Stock Investment - Inflation, Predictions, Disruptions

Important and Unknowable

Economic predictions have always been highly variable and uncertain, and, for some reason, relied upon as if the future were a magical algorithm. Essentially, economists would make one fundamental mistake. They thought they were practicing a science. Data could be collected, inputted, and a predictive algorithm could be generated. Even Nobel Prize winners like Paul Samuelson believed that with enough data we could come to understand the economy and how it functioned.

This is nonsense. As Daniel Kahneman and Amos Tversky have shown us, human behavior and irrationality, combined with unpredictability and randomness (thank you Naseem Taleb) make this even a questionable social science. Using existing analysis and algorithms to reliably forecast is a fool’s errand, essential for someone’s tenure, and maybe even a Nobel Prize, but doesn’t add much that is useful. Some of the more laughable Nobel Prizes have been given to people who determined that markets were efficient. They are not. Economies can be predicted with useful data input. They cannot. A couple of inputs about inflation and the unemployment rate, and we know how to manage an economy. We can’t. That last one is the Philip’s Curve – true for a limited time and then it goes spectacularly wrong – a lot like most risk and market prediction models.

Abundant Cash Is Not Cash Available Abundantly

The pandemic, Fed interest rate policy and bond purchases, restrictive banking regulations, and banks’ swelling cash balances will have a lingering impact on liquidity and produce some mind-bending policies to deal with this uncharted territory.

As the pandemic emerged in March 2020, strange things happened:

o Bond markets seized up and investors panicked.

o Bond yields spiked causing severe price declines.

o Credit default swap prices (debt protection derivatives) rose 100x in less than a month.

o The dollar rose and liquidity dropped for U.S. Treasuries, usually the world’s most liquid security.
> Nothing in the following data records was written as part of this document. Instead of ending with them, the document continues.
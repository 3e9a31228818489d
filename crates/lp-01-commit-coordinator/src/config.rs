//! Commit Coordinator configuration
//!
//! Timeouts are named per action class instead of living as literals at the
//! call sites. Values come from `Default`, the environment, or a TOML file:
//!
//! ```toml
//! [timeouts]
//! default_ms = 20000
//! hype_vote_ms = 10000
//! signer_ms = 120000        # optional; signing is unbounded when absent
//!
//! [commit]
//! level = "confirmed"
//!
//! [sites.ticket_purchase]
//! timeout_ms = 30000
//! ```

use crate::error::{CommitError, CommitResult};
use serde::Deserialize;
use shared_types::{ActionSite, CommitLevel};
use std::collections::HashMap;
use std::env;
use std::fs;
use std::path::Path;
use std::time::Duration;

/// Confirmation deadline used by every action site without its own value.
pub const DEFAULT_CONFIRMATION_TIMEOUT: Duration = Duration::from_secs(20);

/// Shorter confirmation deadline for hype voting.
pub const HYPE_VOTE_CONFIRMATION_TIMEOUT: Duration = Duration::from_secs(10);

/// Commit Coordinator configuration
#[derive(Clone, Debug, PartialEq, Eq)]
pub struct CommitConfig {
    /// Confirmation timeout for ordinary actions
    pub default_timeout: Duration,
    /// Confirmation timeout for hype voting
    pub hype_vote_timeout: Duration,
    /// Per-site overrides, checked before the two named timeouts
    pub site_timeouts: HashMap<ActionSite, Duration>,
    /// Commitment level requested when the caller does not pick one
    pub commit_level: CommitLevel,
    /// Upper bound on the signing step. `None` waits for the signer forever.
    pub signer_timeout: Option<Duration>,
}

impl Default for CommitConfig {
    fn default() -> Self {
        Self {
            default_timeout: DEFAULT_CONFIRMATION_TIMEOUT,
            hype_vote_timeout: HYPE_VOTE_CONFIRMATION_TIMEOUT,
            site_timeouts: HashMap::new(),
            commit_level: CommitLevel::default(),
            signer_timeout: None,
        }
    }
}

impl CommitConfig {
    /// Create configuration from environment variables.
    ///
    /// - `LP_COMMIT_TIMEOUT_MS`: default confirmation timeout
    /// - `LP_HYPE_VOTE_TIMEOUT_MS`: hype vote confirmation timeout
    /// - `LP_COMMIT_LEVEL`: processed | confirmed | finalized
    /// - `LP_SIGNER_TIMEOUT_MS`: signer bound (unset means unbounded)
    ///
    /// Unparseable values fall back to the defaults.
    pub fn from_env() -> Self {
        let defaults = Self::default();
        Self {
            default_timeout: env_millis("LP_COMMIT_TIMEOUT_MS")
                .unwrap_or(defaults.default_timeout),
            hype_vote_timeout: env_millis("LP_HYPE_VOTE_TIMEOUT_MS")
                .unwrap_or(defaults.hype_vote_timeout),
            site_timeouts: HashMap::new(),
            commit_level: env::var("LP_COMMIT_LEVEL")
                .ok()
                .and_then(|v| v.parse().ok())
                .unwrap_or(defaults.commit_level),
            signer_timeout: env_millis("LP_SIGNER_TIMEOUT_MS"),
        }
    }

    /// Load configuration from a TOML file.
    ///
    /// # Errors
    ///
    /// Returns error if file cannot be read or parsed.
    pub fn load<P: AsRef<Path>>(path: P) -> Result<Self, ConfigError> {
        let content = fs::read_to_string(path.as_ref()).map_err(|e| ConfigError::Io {
            path: path.as_ref().display().to_string(),
            error: e.to_string(),
        })?;

        Self::parse(&content)
    }

    /// Parse configuration from a TOML string. Missing keys keep defaults.
    pub fn parse(content: &str) -> Result<Self, ConfigError> {
        let file: ConfigFile =
            toml::from_str(content).map_err(|e| ConfigError::Parse(e.to_string()))?;

        let commit_level = match file.commit.level {
            Some(level) => level.parse().map_err(ConfigError::Parse)?,
            None => CommitLevel::default(),
        };

        let site_timeouts = file
            .sites
            .into_iter()
            .filter_map(|(site, section)| {
                section
                    .timeout_ms
                    .map(|ms| (site, Duration::from_millis(ms)))
            })
            .collect();

        let t = file.timeouts;
        Ok(Self {
            default_timeout: t
                .default_ms
                .map(Duration::from_millis)
                .unwrap_or(DEFAULT_CONFIRMATION_TIMEOUT),
            hype_vote_timeout: t
                .hype_vote_ms
                .map(Duration::from_millis)
                .unwrap_or(HYPE_VOTE_CONFIRMATION_TIMEOUT),
            site_timeouts,
            commit_level,
            signer_timeout: t.signer_ms.map(Duration::from_millis),
        })
    }

    /// Confirmation timeout for an action site.
    pub fn timeout_for(&self, site: ActionSite) -> Duration {
        if let Some(timeout) = self.site_timeouts.get(&site) {
            return *timeout;
        }
        match site {
            ActionSite::HypeVote => self.hype_vote_timeout,
            _ => self.default_timeout,
        }
    }

    /// Reject zero-length timeouts: they would time out every session.
    pub fn validate(&self) -> CommitResult<()> {
        let zero_site = ActionSite::ALL
            .into_iter()
            .find(|site| self.timeout_for(*site).is_zero());
        if let Some(site) = zero_site {
            return Err(CommitError::Config {
                reason: format!("confirmation timeout for {} is zero", site),
            });
        }
        if self.signer_timeout.is_some_and(|t| t.is_zero()) {
            return Err(CommitError::Config {
                reason: "signer timeout is zero".to_string(),
            });
        }
        Ok(())
    }
}

fn env_millis(key: &str) -> Option<Duration> {
    env::var(key)
        .ok()
        .and_then(|v| v.trim().parse::<u64>().ok())
        .map(Duration::from_millis)
}

#[derive(Debug, Default, Deserialize)]
struct ConfigFile {
    #[serde(default)]
    timeouts: TimeoutSection,
    #[serde(default)]
    commit: CommitSection,
    #[serde(default)]
    sites: HashMap<ActionSite, SiteSection>,
}

#[derive(Debug, Default, Deserialize)]
struct TimeoutSection {
    default_ms: Option<u64>,
    hype_vote_ms: Option<u64>,
    signer_ms: Option<u64>,
}

#[derive(Debug, Default, Deserialize)]
struct CommitSection {
    level: Option<String>,
}

#[derive(Debug, Default, Deserialize)]
struct SiteSection {
    timeout_ms: Option<u64>,
}

/// Errors that can occur during config loading.
#[derive(Debug, Clone)]
pub enum ConfigError {
    /// File I/O error.
    Io { path: String, error: String },
    /// TOML parsing error.
    Parse(String),
}

impl std::fmt::Display for ConfigError {
    fn fmt(&self, f: &mut std::fmt::Formatter<'_>) -> std::fmt::Result {
        match self {
            Self::Io { path, error } => write!(f, "Failed to read {}: {}", path, error),
            Self::Parse(e) => write!(f, "Failed to parse config: {}", e),
        }
    }
}

impl std::error::Error for ConfigError {}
o There was substantially lower demand at U.S. Treasury auctions.

The Federal Reserve responded with an almost never-ending pile of cash, buying vast quantities of bonds with newly created cash. It has continued its purchases, at a pace of at least $120 billion a month.

But this has not resulted in “happy days are here again.” This mountain of dollars is limiting liquidity and constraining markets. That’s right, read that again if you must – too much cash can constrain the economy.